Objectives - To determine whether tilmicosin alters neutrophil infiltration or function, induces neutrophil apoptosis, and affects accumulation of leukotriene B4 (LTB4) or tumor necrosis factor-alpha (TNF- α) in lungs of calves experimentally infected with Pasteurella haemolytica. Animals - 12 weight-ranked Holstein calves. Procedure - Calves were given 25% propylene glycol vehicle (n = 5) or tilmicosin (10 mg/kg of body weight; n = 6) subcutaneously, 18 hours and 15 minutes before intratracheal infection with 2 x 108 P haemolytica organisms. Two unmanipulated calves served as controls in some experiments. Rectal temperatures were recorded 15 minutes before, and at 3-hour intervals after infection for 24 hours. Samples obtained from bronchoalveolar lavage performed 3 and 24 hours after infection were used to assess colonization by P haemolytica, and neutrophil infiltration.
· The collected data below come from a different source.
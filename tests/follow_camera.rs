use avian3d::prelude::LayerMask;
use bevy::prelude::*;
use tap_to_move::camera::{FollowCamera, FollowCameraRig, FollowCameraSettings};
use tap_to_move::scene::{SceneHit, SceneQuery};

const DT: f32 = 1.0 / 60.0;

/// Every sweep stops `at` units from its origin, touching the wall one
/// sphere radius further on.
struct WallAt {
    at: f32,
}

impl SceneQuery for WallAt {
    fn raycast(&self, _: Ray3d, _: f32, _: LayerMask) -> Option<SceneHit> {
        None
    }

    fn sphere_cast(
        &self,
        origin: Vec3,
        radius: f32,
        direction: Dir3,
        max_distance: f32,
        _: LayerMask,
    ) -> Option<SceneHit> {
        (self.at <= max_distance).then(|| SceneHit {
            entity: Entity::PLACEHOLDER,
            point: origin + direction * (self.at + radius),
            normal: *-direction,
            distance: self.at,
        })
    }
}

struct OpenSky;

impl SceneQuery for OpenSky {
    fn raycast(&self, _: Ray3d, _: f32, _: LayerMask) -> Option<SceneHit> {
        None
    }

    fn sphere_cast(&self, _: Vec3, _: f32, _: Dir3, _: f32, _: LayerMask) -> Option<SceneHit> {
        None
    }
}

fn driving(camera: Entity) -> FollowCamera {
    let mut follow = FollowCamera::default();
    follow.initialize(true);
    assert_eq!(follow.acquire_camera(|_| true, || Some(camera)), Some(camera));
    follow
}

#[test]
fn first_frame_lands_on_the_ideal_pose() {
    let mut follow = driving(Entity::PLACEHOLDER);
    let target = Transform::from_xyz(2.0, 0.0, 1.0);
    let mut camera = Transform::from_xyz(-40.0, 17.0, 3.0);

    // A wall does not stop the initial snap
    follow.drive(DT, &target, &mut camera, &WallAt { at: 1.0 });

    assert_eq!(camera.translation, Vec3::new(2.0, 2.0, 5.5));
    let look_at = target.translation + Vec3::new(0.0, 1.3, 0.0);
    let expected = (look_at - camera.translation).normalize();
    assert!(camera.forward().dot(expected) > 0.9999);
}

#[test]
fn occluded_camera_settles_in_front_of_the_wall() {
    let mut follow = driving(Entity::PLACEHOLDER);
    let target = Transform::default();
    let look_at = Vec3::new(0.0, 1.3, 0.0);
    let wall = WallAt { at: 2.0 };
    let mut camera = Transform::default();
    follow.drive(DT, &target, &mut camera, &OpenSky);

    let mut previous = camera.translation.distance(look_at);
    for _ in 0..240 {
        follow.drive(DT, &target, &mut camera, &wall);
        let boom = camera.translation.distance(look_at);
        assert!(boom <= previous + 1e-5);
        previous = boom;
    }

    assert!((previous - (2.0 + 0.2 - 0.05)).abs() < 1e-3);
}

#[test]
fn corrected_position_never_passes_the_hit() {
    let rig = FollowCameraRig::new(FollowCameraSettings::default());
    let target = Transform::default();
    let look_at = rig.look_at_point(&target);
    let ideal = rig.ideal_position(&target);
    let full = ideal.distance(look_at);

    for at in [0.01, 0.5, 1.0, 2.5, full - 0.01] {
        let corrected = rig.occlusion_corrected(look_at, ideal, &WallAt { at });
        let along = corrected.distance(look_at);
        let contact = at + rig.settings.clip_sphere_radius;
        assert!(along < contact, "contact at {contact} left the camera at {along}");
        assert!(corrected.distance(ideal) > 0.0);
        // Stays on the segment between the look-at point and the ideal position
        let on_segment = (corrected - look_at).normalize_or_zero().dot((ideal - look_at).normalize());
        assert!(along == 0.0 || on_segment > 0.9999);
    }

    let clear = rig.occlusion_corrected(look_at, ideal, &WallAt { at: full + 1.0 });
    assert_eq!(clear, ideal);
}

#[test]
fn yaw_relaxes_toward_a_turned_target_without_overshoot() {
    let mut follow = driving(Entity::PLACEHOLDER);
    let mut camera = Transform::default();
    follow.drive(DT, &Transform::default(), &mut camera, &OpenSky);

    let turned = Transform::from_rotation(Quat::from_rotation_y(2.0));
    let mut yaw = follow.rig.current_yaw();
    for _ in 0..240 {
        follow.drive(DT, &turned, &mut camera, &OpenSky);
        let next = follow.rig.current_yaw();
        assert!(next >= yaw - 1e-6 && next <= 2.0 + 1e-5);
        yaw = next;
    }
    assert!((yaw - 2.0).abs() < 1e-3);
}

#[test]
fn released_authority_stops_driving_until_reinitialized() {
    let camera = Entity::PLACEHOLDER;
    let mut follow = driving(camera);

    follow.reinitialize();
    follow.initialize(false);
    assert_eq!(follow.acquire_camera(|_| true, || Some(camera)), None);

    follow.reinitialize();
    follow.initialize(true);
    assert_eq!(follow.acquire_camera(|_| true, || Some(camera)), Some(camera));
}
Neutrophil phagocytosis of P haemolytica, membrane leakage as determined by trypan blue exclusion, oxidative function as determined by nitro blue tetrazolium reduction, and apoptosis, using electron microscopy and DNA fragmentation ELISA, were determined. Soluble TNF-α, and LTB4 were measured from supernatants from bronchoalveolar lavage samples, using ELISA. Results - Treatment with tilmicosin resulted in significant (P < 0.05) clearance of P haemolytica and neutrophil apoptosis at 3 hours, and decreased concentration of LTB4 at 24 hours. Rectal temperatures, neutrophil infiltration, phagocytosis, oxidative functions, membrane leakage, and soluble TNF-α concentrations were not significantly affected by tilmicosin. Conclusions - Tilmicosin effectively controlled P haemolytica infection, induced neutrophil apoptosis, reduced pulmonary inflammation, and did not affect neutrophil infiltration or function. Clinical Relevance - By inducing neutrophil apoptosis, tilmicosin prevents further amplification of inflammatory injury in P haemolytica-infected lungs.